#### Exercise description:
Search the data for the string "strategies" and extract every line where it appears.
··········
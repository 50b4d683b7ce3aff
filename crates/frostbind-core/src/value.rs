//! Dynamic value boundary between typed records and persisted rows.
//!
//! `Value` is the lossy projection used wherever field data crosses the
//! record/row boundary: counterpart creation, write-through, snapshots,
//! query filters, and cache payloads.

use serde::{Deserialize, Serialize};
use std::fmt;

///
/// Value
///
/// Scalar/list value surface shared by rows, snapshots, and predicates.
/// Nested record values never appear here; relations travel through
/// relation slots, not through `Value`.
///

#[derive(Clone, Debug, Deserialize, PartialEq, Serialize)]
pub enum Value {
    Null,
    Bool(bool),
    Int(i64),
    Uint(u64),
    Float(f64),
    Text(String),
    Bytes(Vec<u8>),
    List(Vec<Value>),
}

impl Value {
    #[must_use]
    pub const fn is_null(&self) -> bool {
        matches!(self, Self::Null)
    }

    /// Stable kind label used in diagnostics and kind-mismatch errors.
    #[must_use]
    pub const fn kind_name(&self) -> &'static str {
        match self {
            Self::Null => "null",
            Self::Bool(_) => "bool",
            Self::Int(_) => "int",
            Self::Uint(_) => "uint",
            Self::Float(_) => "float",
            Self::Text(_) => "text",
            Self::Bytes(_) => "bytes",
            Self::List(_) => "list",
        }
    }

    /// Project into the JSON data model used by snapshots and dumps.
    #[must_use]
    pub fn to_json(&self) -> serde_json::Value {
        match self {
            Self::Null => serde_json::Value::Null,
            Self::Bool(v) => serde_json::Value::Bool(*v),
            Self::Int(v) => serde_json::Value::from(*v),
            Self::Uint(v) => serde_json::Value::from(*v),
            Self::Float(v) => serde_json::Number::from_f64(*v)
                .map_or(serde_json::Value::Null, serde_json::Value::Number),
            Self::Text(v) => serde_json::Value::String(v.clone()),
            Self::Bytes(v) => {
                serde_json::Value::Array(v.iter().map(|b| serde_json::Value::from(*b)).collect())
            }
            Self::List(v) => serde_json::Value::Array(v.iter().map(Self::to_json).collect()),
        }
    }

    /// Recover a `Value` from JSON data.
    ///
    /// Numbers prefer `Uint` when non-negative, then `Int`, then `Float`;
    /// objects are not part of the scalar surface and map to `Null`.
    #[must_use]
    pub fn from_json(value: &serde_json::Value) -> Self {
        match value {
            serde_json::Value::Null | serde_json::Value::Object(_) => Self::Null,
            serde_json::Value::Bool(v) => Self::Bool(*v),
            serde_json::Value::Number(n) => {
                if let Some(u) = n.as_u64() {
                    Self::Uint(u)
                } else if let Some(i) = n.as_i64() {
                    Self::Int(i)
                } else {
                    Self::Float(n.as_f64().unwrap_or(0.0))
                }
            }
            serde_json::Value::String(v) => Self::Text(v.clone()),
            serde_json::Value::Array(items) => {
                Self::List(items.iter().map(Self::from_json).collect())
            }
        }
    }
}

impl fmt::Display for Value {
    fn fmt(&self, f: &mut fmt::Formatter<'_>) -> fmt::Result {
        match self {
            Self::Null => f.write_str("null"),
            Self::Bool(v) => write!(f, "{v}"),
            Self::Int(v) => write!(f, "{v}"),
            Self::Uint(v) => write!(f, "{v}"),
            Self::Float(v) => write!(f, "{v}"),
            Self::Text(v) => f.write_str(v),
            Self::Bytes(v) => {
                for b in v {
                    write!(f, "{b:02x}")?;
                }
                Ok(())
            }
            Self::List(items) => {
                f.write_str("[")?;
                for (i, item) in items.iter().enumerate() {
                    if i > 0 {
                        f.write_str(",")?;
                    }
                    write!(f, "{item}")?;
                }
                f.write_str("]")
            }
        }
    }
}

///
/// FieldValue
///
/// Conversion boundary for typed field data crossing into `Value`.
/// Implemented by every type usable as a scalar record field.
///

pub trait FieldValue {
    fn to_value(&self) -> Value;

    #[must_use]
    fn from_value(value: &Value) -> Option<Self>
    where
        Self: Sized;
}

impl FieldValue for String {
    fn to_value(&self) -> Value {
        Value::Text(self.clone())
    }

    fn from_value(value: &Value) -> Option<Self> {
        match value {
            Value::Text(v) => Some(v.clone()),
            _ => None,
        }
    }
}

impl FieldValue for f64 {
    fn to_value(&self) -> Value {
        Value::Float(*self)
    }

    fn from_value(value: &Value) -> Option<Self> {
        match value {
            Value::Float(v) => Some(*v),
            _ => None,
        }
    }
}

impl FieldValue for Vec<u8> {
    fn to_value(&self) -> Value {
        Value::Bytes(self.clone())
    }

    fn from_value(value: &Value) -> Option<Self> {
        match value {
            Value::Bytes(v) => Some(v.clone()),
            _ => None,
        }
    }
}

impl<T: FieldValue> FieldValue for Option<T> {
    fn to_value(&self) -> Value {
        match self {
            Some(v) => v.to_value(),
            None => Value::Null,
        }
    }

    fn from_value(value: &Value) -> Option<Self> {
        if matches!(value, Value::Null) {
            return Some(None);
        }

        T::from_value(value).map(Some)
    }
}

// impl_field_value
macro_rules! impl_field_value {
    ( $( $type:ty => $variant:ident ),* $(,)? ) => {
        $(
            impl FieldValue for $type {
                fn to_value(&self) -> Value {
                    Value::$variant((*self).into())
                }

                fn from_value(value: &Value) -> Option<Self> {
                    match value {
                        Value::$variant(v) => (*v).try_into().ok(),
                        _ => None,
                    }
                }
            }
        )*
    };
}

impl_field_value!(
    i8 => Int,
    i16 => Int,
    i32 => Int,
    i64 => Int,
    u8 => Uint,
    u16 => Uint,
    u32 => Uint,
    u64 => Uint,
    bool => Bool,
);
//! Core runtime for FrostBind: record contracts, association wrappers,
//! binding strategies, validation contexts, and the query adaptation
//! layer, plus the ergonomics exported via the `prelude`.

pub mod assoc;
pub mod bind;
pub mod context;
pub mod dump;
pub mod error;
pub mod materialize;
pub mod model;
pub mod query;
pub mod row;
pub mod store;
pub mod strategy;
pub mod traits;
pub mod types;
pub mod validate;
pub mod value;

// test
#[cfg(test)]
pub(crate) mod test_fixtures;

pub use error::Error;

///
/// Prelude
///
/// Prelude contains only domain vocabulary. No stores, strategies, or
/// helpers are re-exported here.
///

pub mod prelude {
    pub use crate::{
        assoc::{Many, Relation, Single},
        bind::Provided,
        model::{FieldKind, FieldModel, ModelDescriptor, RelationModel, RelationShape},
        traits::{Path, Record},
        types::Id,
        validate::{Validate, ValidateCtx},
        value::{FieldValue, Value},
    };
}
··········
#### Reply:
//! binding strategies, validation contexts, and the query adaptation
/// Prelude contains only domain vocabulary. No stores, strategies, or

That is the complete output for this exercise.